According to several experts, the footage from a nest at the Hoffler Creek Wildlife Refuge in Portsmouth spurs numerous questions about animal behavior and the bald eagle, a federally protected species. Among them: Does cannibalism occur more often in nature than scientists believe? Were the parents of this troubled eagle brood just practicing euthanasia? Was pollution or contamination a factor?

Watts said he and a graduate student monitoring a handful of eagle nests on the lower James River will sit down next month and consider these issues. They likely will write a report and suggest additional avenues of research.

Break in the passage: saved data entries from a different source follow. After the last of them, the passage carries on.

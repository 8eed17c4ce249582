// SPDX-License-Identifier: GPL-3.0-or-later WITH Classpath-exception-2.0
// This file is part of FilBeam.
//
// Copyright (c) 2025 FilBeam contributors.
//
// This program is free software: you can redistribute it and/or modify
// it under the terms of the GNU General Public License as published by
// the Free Software Foundation, either version 3 of the License, or
// (at your option) any later version.
//
// This program is distributed in the hope that it will be useful,
// but WITHOUT ANY WARRANTY; without even the implied warranty of
// MERCHANTABILITY or FITNESS FOR A PARTICULAR PURPOSE. See the
// GNU General Public License for more details.
//
// You should have received a copy of the GNU General Public License
// along with this program. If not, see <https://www.gnu.org/licenses/>.

//! Egress-quota arithmetic.
//!
//! Payment rails lock up funds denominated in units of `10^18` per TiB;
//! locked funds convert to byte allowances with `bytes = lockup * 2^40 /
//! rate_per_tib`, floor semantics. All intermediate arithmetic is `U256` so
//! repeated top-ups cannot overflow.

use ethereum_types::U256;

/// One TiB in bytes.
pub const BYTES_PER_TIB: u64 = 1 << 40;

/// Converts a locked-up amount to a byte quota given a rate per TiB.
///
/// Returns `0` when the rate is zero, and saturates at `i64::MAX` (quota
/// columns are signed so that streaming overruns can drive them negative).
pub fn calculate_egress_quota(lockup: U256, rate_per_tib: U256) -> i64 {
	if rate_per_tib.is_zero() {
		return 0;
	}
	let bytes = lockup * U256::from(BYTES_PER_TIB) / rate_per_tib;
	if bytes > U256::from(i64::MAX) {
		i64::MAX
	} else {
		bytes.as_u64() as i64
	}
}
// SPDX-License-Identifier: GPL-3.0-or-later WITH Classpath-exception-2.0
// This file is part of FilBeam.
//
// Copyright (c) 2025 FilBeam contributors.
//
// This program is free software: you can redistribute it and/or modify
// it under the terms of the GNU General Public License as published by
// the Free Software Foundation, either version 3 of the License, or
// (at your option) any later version.
//
// This program is distributed in the hope that it will be useful,
// but WITHOUT ANY WARRANTY; without even the implied warranty of
// MERCHANTABILITY or FITNESS FOR A PARTICULAR PURPOSE. See the
// GNU General Public License for more details.
//
// You should have received a copy of the GNU General Public License
// along with this program. If not, see <https://www.gnu.org/licenses/>.

//! The FilBeam event indexer.
//!
//! Chain events reach us as authenticated webhooks from the subgraph;
//! every handler is idempotent because delivery is at-least-once and
//! unordered. A cron tick additionally probes the subgraph, refreshes
//! stale wallet screenings and emits the settlement-lag metric.

#![warn(unused_crate_dependencies)]

use std::sync::Arc;

use axum::{
	extract::{Request, State},
	http::StatusCode,
	middleware::{self, Next},
	response::{IntoResponse, Response},
	routing::{get, post},
	Router,
};
use tokio::sync::mpsc;

pub mod events;
pub mod sanctions;
pub mod tasks;

#[cfg(test)]
mod tests;

pub use events::DataSetCreatedEvent;
pub use sanctions::ScreeningClient;
pub use tasks::run_scheduled_tasks;

/// The shared-secret header every webhook must carry.
pub const WEBHOOK_SECRET_HEADER: &str = "x-webhook-secret";

/// Event-indexer knobs.
#[derive(Clone, Debug, clap::Parser)]
pub struct IndexerConfig {
	/// Listen address for the webhook surface.
	#[arg(long, env = "FILBEAM_INDEXER_LISTEN", default_value = "0.0.0.0:8081")]
	pub indexer_listen: String,

	/// Shared secret the subgraph sends in `x-webhook-secret`.
	#[arg(long, env = "FILBEAM_WEBHOOK_SECRET", hide_env_values = true)]
	pub webhook_secret: String,

	/// GraphQL endpoint of the subgraph, probed on every tick.
	#[arg(long, env = "FILBEAM_SUBGRAPH_URL", default_value = "")]
	pub subgraph_url: String,

	/// Sanctions screening API base URL.
	#[arg(
		long,
		env = "FILBEAM_SCREENING_API_URL",
		default_value = "https://public.chainalysis.com"
	)]
	pub screening_api_url: String,

	/// Sanctions screening API key.
	#[arg(long, env = "FILBEAM_SCREENING_API_KEY", hide_env_values = true, default_value = "")]
	pub screening_api_key: String,

	/// Wallets re-screened per tick.
	#[arg(long, default_value = "25")]
	pub screening_batch_size: u32,

	/// A screening older than this is stale.
	#[arg(long, default_value = "604800000")]
	pub screening_stale_threshold_ms: i64,

	/// Seconds between scheduled ticks.
	#[arg(long, default_value = "60")]
	pub indexer_tick_secs: u64,

	/// Funds stay locked this long after a service termination.
	#[arg(long, default_value = "10")]
	pub default_lockup_period_days: i64,

	/// Delay before a failed data-set-created event is retried.
	#[arg(long, default_value = "10")]
	pub retry_delay_secs: u64,

	/// Retry budget for a failed data-set-created event.
	#[arg(long, default_value = "5")]
	pub retry_max_attempts: u32,
}

/// A `data-set-created` event waiting for another attempt.
#[derive(Clone, Debug)]
pub struct RetryJob {
	pub event: DataSetCreatedEvent,
	pub attempt: u32,
}

pub struct Indexer {
	pub config: IndexerConfig,
	pub genesis_ms: i64,
	pub store: fb_db::Backend,
	pub screening: ScreeningClient,
	pub analytics: Arc<dyn fb_types::AnalyticsSink>,
	pub http: reqwest::Client,
	retry_tx: mpsc::Sender<RetryJob>,
	retry_rx: parking_lot::Mutex<Option<mpsc::Receiver<RetryJob>>>,
}

impl Indexer {
	pub fn new(
		config: IndexerConfig,
		genesis_ms: i64,
		store: fb_db::Backend,
		analytics: Arc<dyn fb_types::AnalyticsSink>,
	) -> Arc<Self> {
		let screening = ScreeningClient::new(
			config.screening_api_url.clone(),
			config.screening_api_key.clone(),
		);
		let (retry_tx, retry_rx) = mpsc::channel(100);
		Arc::new(Indexer {
			config,
			genesis_ms,
			store,
			screening,
			analytics,
			http: reqwest::Client::new(),
			retry_tx,
			retry_rx: parking_lot::Mutex::new(Some(retry_rx)),
		})
	}

	pub(crate) fn enqueue_retry(&self, job: RetryJob) {
		if self.retry_tx.try_send(job).is_err() {
			log::error!(
				target: "filbeam-indexer",
				"retry queue full, dropping data-set-created retry",
			);
		}
	}

	/// The receiver side of the retry queue; the node hands it to
	/// [`spawn_retry_worker`].
	pub fn take_retry_receiver(&self) -> Option<mpsc::Receiver<RetryJob>> {
		self.retry_rx.lock().take()
	}
}

/// Consumes retry jobs: wait out the delay, re-apply, re-enqueue on
/// failure until the attempt budget runs out.
pub fn spawn_retry_worker(indexer: Arc<Indexer>) {
	let Some(mut rx) = indexer.take_retry_receiver() else {
		return;
	};
	tokio::spawn(async move {
		while let Some(job) = rx.recv().await {
			futures_timer::Delay::new(std::time::Duration::from_secs(
				indexer.config.retry_delay_secs,
			))
			.await;
			match events::apply_data_set_created(&indexer, &job.event).await {
				Ok(()) => {
					log::info!(
						target: "filbeam-indexer",
						"data set {} created on retry attempt {}",
						job.event.data_set_id,
						job.attempt,
					);
				}
				Err(e) if job.attempt < indexer.config.retry_max_attempts => {
					log::warn!(
						target: "filbeam-indexer",
						"data-set-created retry {} failed: {}",
						job.attempt,
						e,
					);
					indexer.enqueue_retry(RetryJob {
						event: job.event,
						attempt: job.attempt + 1,
					});
				}
				Err(e) => {
					log::error!(
						target: "filbeam-indexer",
						"giving up on data set {} after {} attempts: {}",
						job.event.data_set_id,
						job.attempt,
						e,
					);
				}
			}
		}
	});
}

/// A rejected webhook: status plus a terse reason.
#[derive(Clone, Debug, Eq, PartialEq, thiserror::Error)]
#[error("{status}: {message}")]
pub struct IndexerError {
	pub status: StatusCode,
	pub message: String,
}

impl IndexerError {
	pub fn bad_request(message: impl Into<String>) -> Self {
		IndexerError {
			status: StatusCode::BAD_REQUEST,
			message: message.into(),
		}
	}

	pub fn internal(message: impl Into<String>) -> Self {
		IndexerError {
			status: StatusCode::INTERNAL_SERVER_ERROR,
			message: message.into(),
		}
	}
}

impl From<fb_db::sqlx::Error> for IndexerError {
	fn from(e: fb_db::sqlx::Error) -> Self {
		log::error!(target: "filbeam-indexer", "store failure: {}", e);
		IndexerError::internal("store failure")
	}
}

impl IntoResponse for IndexerError {
	fn into_response(self) -> Response {
		(self.status, self.message).into_response()
	}
}

async fn require_webhook_secret(
	State(indexer): State<Arc<Indexer>>,
	request: Request,
	next: Next,
) -> Response {
	let presented = request
		.headers()
		.get(WEBHOOK_SECRET_HEADER)
		.and_then(|v| v.to_str().ok());
	if presented != Some(indexer.config.webhook_secret.as_str()) {
		return (StatusCode::UNAUTHORIZED, "invalid webhook secret").into_response();
	}
	next.run(request).await
}

async fn health() -> &'static str {
	"ok"
}

pub fn router(indexer: Arc<Indexer>) -> Router {
	let webhooks = Router::new()
		.route("/fwss/data-set-created", post(events::handle_data_set_created))
		.route("/fwss/piece-added", post(events::handle_piece_added))
		.route(
			"/pdp-verifier/pieces-removed",
			post(events::handle_pieces_removed),
		)
		.route(
			"/fwss/service-terminated",
			post(events::handle_service_terminated),
		)
		.route(
			"/fwss/cdn-service-terminated",
			post(events::handle_service_terminated),
		)
		.route(
			"/fwss/cdn-payment-rails-topped-up",
			post(events::handle_cdn_payment_rails_topped_up),
		)
		.route(
			"/service-provider-registry/product-added",
			post(events::handle_provider_product_upserted),
		)
		.route(
			"/service-provider-registry/product-updated",
			post(events::handle_provider_product_upserted),
		)
		.route(
			"/service-provider-registry/product-removed",
			post(events::handle_provider_product_removed),
		)
		.route(
			"/service-provider-registry/provider-removed",
			post(events::handle_provider_removed),
		)
		.route(
			"/filbeam-operator/cdn-payment-settled",
			post(events::handle_cdn_payment_settled),
		)
		.layer(middleware::from_fn_with_state(
			indexer.clone(),
			require_webhook_secret,
		));

	Router::new()
		.route("/health", get(health))
		.merge(webhooks)
		.with_state(indexer)
}
// SPDX-License-Identifier: GPL-3.0-or-later WITH Classpath-exception-2.0
// This file is part of FilBeam.
//
// Copyright (c) 2025 FilBeam contributors.
//
// This program is free software: you can redistribute it and/or modify
// it under the terms of the GNU General Public License as published by
// the Free Software Foundation, either version 3 of the License, or
// (at your option) any later version.
//
// This program is distributed in the hope that it will be useful,
// but WITHOUT ANY WARRANTY; without even the implied warranty of
// MERCHANTABILITY or FITNESS FOR A PARTICULAR PURPOSE. See the
// GNU General Public License for more details.
//
// You should have received a copy of the GNU General Public License
// along with this program. If not, see <https://www.gnu.org/licenses/>.

use ethereum_types::H256;
use serde::{Deserialize, Serialize};

/// Messages exchanged between the transaction monitor and the usage
/// reporter's queue consumer.
///
/// A `TransactionConfirmed` message is emitted at most once per reported
/// batch: the pending transaction hash is rewritten atomically before a
/// replacement monitor starts, so only one hash can ever match a batch.
#[derive(Clone, Debug, Eq, PartialEq, Serialize, Deserialize)]
#[serde(tag = "type", rename_all = "kebab-case")]
pub enum TxQueueMessage {
	TransactionConfirmed {
		transaction_hash: H256,
		up_to_timestamp: i64,
	},
	TransactionRetry {
		transaction_hash: H256,
		up_to_timestamp: i64,
	},
}

impl TxQueueMessage {
	pub fn transaction_hash(&self) -> H256 {
		match self {
			Self::TransactionConfirmed {
				transaction_hash, ..
			}
			| Self::TransactionRetry {
				transaction_hash, ..
			} => *transaction_hash,
		}
	}
}

#[cfg(test)]
mod tests {
	use super::*;

	#[test]
	fn wire_format_round_trips() {
		let msg = TxQueueMessage::TransactionConfirmed {
			transaction_hash: H256::repeat_byte(0xab),
			up_to_timestamp: 1_700_000_000_000,
		};
		let json = serde_json::to_string(&msg).unwrap();
		assert!(json.contains("transaction-confirmed"));
		assert_eq!(serde_json::from_str::<TxQueueMessage>(&json).unwrap(), msg);
	}

	#[test]
	fn unknown_message_type_is_rejected() {
		let err = serde_json::from_str::<TxQueueMessage>(
			r#"{"type":"transaction-exploded","transaction_hash":"0x00"}"#,
		);
		assert!(err.is_err());
	}
}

The incidents occurred April 9 and 10. Randi Strutton, executive director of the Hoffler Creek Wildlife Foundation, which runs the refuge, witnessed one of the attacks as she was watching live footage of the birds on closed-circuit television.

'It was just awful'

The father eagle "grabs the baby with his feet, drags it to the edge of the nest, holds it down and uses his beak to tear it to shreds," Strutton said. "It was just awful. We couldn't believe what we were seeing."

The adult male ate the carcass in about five minutes. But he would not share any meat with the other chick, which had waddled over, thinking it was mealtime.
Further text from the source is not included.